Cependant, ce que nous observons est-il une tendance définitive éloignée des quatre grands pays, ou le marché devient-il simplement plus contestable, faisant évoluer encore davantage le paysage?
Je soutiendrais que c'est plutôt cette dernière option. Le marché du recrutement international pourrait continuer à évoluer rapidement. Dans ce contexte, les universités des marchés plus établis devront anticiper les tendances et cycles potentiels à court terme dans la demande étudiante, mais surtout les facteurs sous-jacents : dans quelle mesure des aspects comme l'étude plus près de chez soi sont-ils importants pour les étudiants des gros marchés d'envoi tels que la Chine et l'Inde? Quelles sont les compensations entre différents éléments, comme l'affinité culturelle avec le pays d'accueil et l'accessibilité/prix? La théorie économique, ainsi que l'instabilité des flux depuis la pandémie, suggèrent que ces facteurs interagissent et entraînent des choix.
Les dirigeants universitaires devront acquérir une compréhension du marché beaucoup plus sophistiquée au cours des cinq prochaines années, plutôt que de se fier aux simples tendances linéaires que nous avions adoptées pour nos prévisions de recrutement il y a 10 à 15 ans. Cela nécessitera une analyse économique plus fine des opinions des étudiants (et de leurs familles) concernant les études internationales.
De même, les universités du Royaume-Uni et d'autres institutions qui s'engagent dans la TNE accélérée devront comprendre comment cela interagit avec le recrutement direct dans le "Big Fourteen". Nous savons qu'une présence locale en TNE sur un large marché d'envoi peut influencer le recrutement direct.
Il sera intéressant de suivre cette évolution au cours des cinq prochaines années — le paysage changera rapidement.
À mon sens, l'évolution des modèles de recrutement international appelle à une réflexion strategique novatrice.
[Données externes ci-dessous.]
//! Repository for the `todo_tasks` table.
//!
//! Covers task CRUD, the status and assignment mutations, the
//! assigned-tasks listing and the search queries. Listings are ordered
//! by creation time unless a sort key says otherwise.

use sqlx::PgPool;
use taskhive_core::status::{TaskSortKey, TaskStatus};
use taskhive_core::types::{DbId, Timestamp};

use crate::models::todo_task::{TaskSearchRow, TaskWithList, TodoTask};

/// Column list for todo_tasks queries.
const COLUMNS: &str = "\
    id, todo_list_id, title, description, status_id, due_date, \
    assigned_user_id, version, created_at, updated_at";

/// Column list for queries joining the owning list.
const JOINED_COLUMNS: &str = "\
    t.id, t.todo_list_id, t.title, t.description, t.status_id, t.due_date, \
    t.assigned_user_id, t.version, t.created_at, t.updated_at, \
    l.owner_id, l.title AS list_title";

/// Result cap for the incremental-search preview.
const PREVIEW_LIMIT: i64 = 10;

/// Provides CRUD and query operations for tasks.
pub struct TaskRepo;

impl TaskRepo {
    /// Insert a new task, returning the created row.
    ///
    /// `created_at` is set by the database and never changes afterwards.
    #[allow(clippy::too_many_arguments)]
    pub async fn create(
        pool: &PgPool,
        todo_list_id: DbId,
        title: &str,
        description: Option<&str>,
        status_id: Option<i16>,
        due_date: Option<Timestamp>,
        assigned_user_id: Option<&str>,
    ) -> Result<TodoTask, sqlx::Error> {
        let query = format!(
            "INSERT INTO todo_tasks \
                 (todo_list_id, title, description, status_id, due_date, assigned_user_id) \
             VALUES ($1, $2, $3, COALESCE($4, $5), $6, $7) \
             RETURNING {COLUMNS}"
        );
        sqlx::query_as::<_, TodoTask>(&query)
            .bind(todo_list_id)
            .bind(title)
            .bind(description)
            .bind(status_id)
            .bind(TaskStatus::Pending.as_id())
            .bind(due_date)
            .bind(assigned_user_id)
            .fetch_one(pool)
            .await
    }

    /// Load a task together with its owning list.
    pub async fn find_with_list(
        pool: &PgPool,
        id: DbId,
    ) -> Result<Option<TaskWithList>, sqlx::Error> {
        let query = format!(
            "SELECT {JOINED_COLUMNS} \
             FROM todo_tasks t \
             JOIN todo_lists l ON l.id = t.todo_list_id \
             WHERE t.id = $1"
        );
        sqlx::query_as::<_, TaskWithList>(&query)
            .bind(id)
            .fetch_optional(pool)
            .await
    }

    /// All tasks in a list, creation order.
    pub async fn list_for_list(pool: &PgPool, todo_list_id: DbId) -> Result<Vec<TodoTask>, sqlx::Error> {
        let query = format!(
            "SELECT {COLUMNS} FROM todo_tasks \
             WHERE todo_list_id = $1 \
             ORDER BY created_at ASC, id ASC"
        );
        sqlx::query_as::<_, TodoTask>(&query)
            .bind(todo_list_id)
            .fetch_all(pool)
            .await
    }

    /// Optimistic full-replace of the four mutable fields.
    ///
    /// Returns `None` when the row is gone or the version is stale;
    /// the caller re-fetches to tell the two apart.
    #[allow(clippy::too_many_arguments)]
    pub async fn update_fields(
        pool: &PgPool,
        id: DbId,
        title: &str,
        description: Option<&str>,
        status_id: i16,
        due_date: Option<Timestamp>,
        expected_version: i64,
    ) -> Result<Option<TodoTask>, sqlx::Error> {
        let query = format!(
            "UPDATE todo_tasks \
             SET title = $3, description = $4, status_id = $5, due_date = $6, \
                 version = version + 1 \
             WHERE id = $1 AND version = $2 \
             RETURNING {COLUMNS}"
        );
        sqlx::query_as::<_, TodoTask>(&query)
            .bind(id)
            .bind(expected_version)
            .bind(title)
            .bind(description)
            .bind(status_id)
            .bind(due_date)
            .fetch_optional(pool)
            .await
    }

    /// Delete a task by id. Returns `true` if a row was deleted.
    ///
    /// Ownership is verified by the caller against the loaded row.
    pub async fn delete(pool: &PgPool, id: DbId) -> Result<bool, sqlx::Error> {
        let result = sqlx::query("DELETE FROM todo_tasks WHERE id = $1")
            .bind(id)
            .execute(pool)
            .await?;
        Ok(result.rows_affected() > 0)
    }

    /// Set a task's status with the access predicate folded into the
    /// statement: only the list owner or the assignee can hit the row.
    ///
    /// Returns `true` if a row was updated.
    pub async fn set_status(
        pool: &PgPool,
        id: DbId,
        user_id: &str,
        status_id: i16,
    ) -> Result<bool, sqlx::Error> {
        let result = sqlx::query(
            "UPDATE todo_tasks AS t \
             SET status_id = $3, version = t.version + 1 \
             FROM todo_lists AS l \
             WHERE t.id = $1 \
               AND l.id = t.todo_list_id \
               AND (l.owner_id = $2 OR t.assigned_user_id = $2)",
        )
        .bind(id)
        .bind(user_id)
        .bind(status_id)
        .execute(pool)
        .await?;
        Ok(result.rows_affected() > 0)
    }

    /// Toggle assignment for `user_id` in one atomic statement:
    /// assigned-to-caller clears, anything else assigns the caller.
    ///
    /// Returns the updated row, or `None` if the task is gone.
    pub async fn toggle_assignment(
        pool: &PgPool,
        id: DbId,
        user_id: &str,
    ) -> Result<Option<TodoTask>, sqlx::Error> {
        let query = format!(
            "UPDATE todo_tasks \
             SET assigned_user_id = CASE WHEN assigned_user_id = $2 THEN NULL ELSE $2 END, \
                 version = version + 1 \
             WHERE id = $1 \
             RETURNING {COLUMNS}"
        );
        sqlx::query_as::<_, TodoTask>(&query)
            .bind(id)
            .bind(user_id)
            .fetch_optional(pool)
            .await
    }

    /// Tasks assigned to a user, optionally restricted to a status set
    /// and ordered by the given sort key.
    pub async fn list_assigned(
        pool: &PgPool,
        user_id: &str,
        allowed_status_ids: Option<&[i16]>,
        sort: TaskSortKey,
    ) -> Result<Vec<TodoTask>, sqlx::Error> {
        let order_clause = match sort {
            TaskSortKey::DueDate => "due_date ASC NULLS LAST, created_at ASC",
            TaskSortKey::Title => "title ASC, created_at ASC",
        };
        let query = format!(
            "SELECT {COLUMNS} FROM todo_tasks \
             WHERE assigned_user_id = $1 \
               AND ($2::SMALLINT[] IS NULL OR status_id = ANY($2)) \
             ORDER BY {order_clause}"
        );
        sqlx::query_as::<_, TodoTask>(&query)
            .bind(user_id)
            .bind(allowed_status_ids)
            .fetch_all(pool)
            .await
    }

    /// Search tasks visible to a user (list owner or assignee).
    ///
    /// A term substring-matches the title, case-sensitively. Tag ids
    /// use AND semantics: the task must carry every listed tag.
    pub async fn search(
        pool: &PgPool,
        user_id: &str,
        term: Option<&str>,
        tag_ids: Option<&[DbId]>,
    ) -> Result<Vec<TaskWithList>, sqlx::Error> {
        let tag_count = tag_ids.map_or(0, |ids| ids.len()) as i64;
        let query = format!(
            "SELECT {JOINED_COLUMNS} \
             FROM todo_tasks t \
             JOIN todo_lists l ON l.id = t.todo_list_id \
             WHERE (l.owner_id = $1 OR t.assigned_user_id = $1) \
               AND ($2::TEXT IS NULL OR POSITION($2 IN t.title) > 0) \
               AND ($3::BIGINT[] IS NULL OR t.id IN ( \
                       SELECT todo_task_id FROM task_tags \
                       WHERE tag_id = ANY($3) \
                       GROUP BY todo_task_id \
                       HAVING COUNT(DISTINCT tag_id) = $4)) \
             ORDER BY t.created_at ASC, t.id ASC"
        );
        sqlx::query_as::<_, TaskWithList>(&query)
            .bind(user_id)
            .bind(term)
            .bind(tag_ids)
            .bind(tag_count)
            .fetch_all(pool)
            .await
    }

    /// Bounded search variant for incremental-search UIs: same scope
    /// and filters as [`Self::search`], capped at ten rows, with the
    /// overdue flag computed in the query.
    pub async fn search_preview(
        pool: &PgPool,
        user_id: &str,
        term: Option<&str>,
        tag_ids: Option<&[DbId]>,
    ) -> Result<Vec<TaskSearchRow>, sqlx::Error> {
        let tag_count = tag_ids.map_or(0, |ids| ids.len()) as i64;
        sqlx::query_as::<_, TaskSearchRow>(
            "SELECT t.id, t.title, t.status_id, t.due_date, \
                    (t.due_date IS NOT NULL \
                       AND t.due_date < NOW() \
                       AND t.status_id <> $5) AS is_overdue, \
                    l.title AS list_title \
             FROM todo_tasks t \
             JOIN todo_lists l ON l.id = t.todo_list_id \
             WHERE (l.owner_id = $1 OR t.assigned_user_id = $1) \
               AND ($2::TEXT IS NULL OR POSITION($2 IN t.title) > 0) \
               AND ($3::BIGINT[] IS NULL OR t.id IN ( \
                       SELECT todo_task_id FROM task_tags \
                       WHERE tag_id = ANY($3) \
                       GROUP BY todo_task_id \
                       HAVING COUNT(DISTINCT tag_id) = $4)) \
             ORDER BY t.created_at ASC, t.id ASC \
             LIMIT $6",
        )
        .bind(user_id)
        .bind(term)
        .bind(tag_ids)
        .bind(tag_count)
        .bind(TaskStatus::Completed.as_id())
        .bind(PREVIEW_LIMIT)
        .fetch_all(pool)
        .await
    }

    /// Tasks visible to a user that carry the given tag, creation order.
    pub async fn list_visible_by_tag(
        pool: &PgPool,
        user_id: &str,
        tag_id: DbId,
    ) -> Result<Vec<TaskWithList>, sqlx::Error> {
        let query = format!(
            "SELECT {JOINED_COLUMNS} \
             FROM todo_tasks t \
             JOIN todo_lists l ON l.id = t.todo_list_id \
             JOIN task_tags tt ON tt.todo_task_id = t.id \
             WHERE tt.tag_id = $2 \
               AND (l.owner_id = $1 OR t.assigned_user_id = $1) \
             ORDER BY t.created_at ASC, t.id ASC"
        );
        sqlx::query_as::<_, TaskWithList>(&query)
            .bind(user_id)
            .bind(tag_id)
            .fetch_all(pool)
            .await
    }
}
Les établissements d'enseignement supérieur doivent être conscients des fluctuations de la demande, mais aussi des motivations profondes des étudiants face aux enjeux locaux. En cultivant une approche adaptée et flexible, les universités pourront véritablement valoriser leurs atouts tout en s'intégrant de manière efficace dans un paysage concurrentiel toujours plus diversifié. La clé réside dans la capacité d'anticipation et d'adaptation, afin de répondre aux exigences d'un marché éducatif en pleine transformation.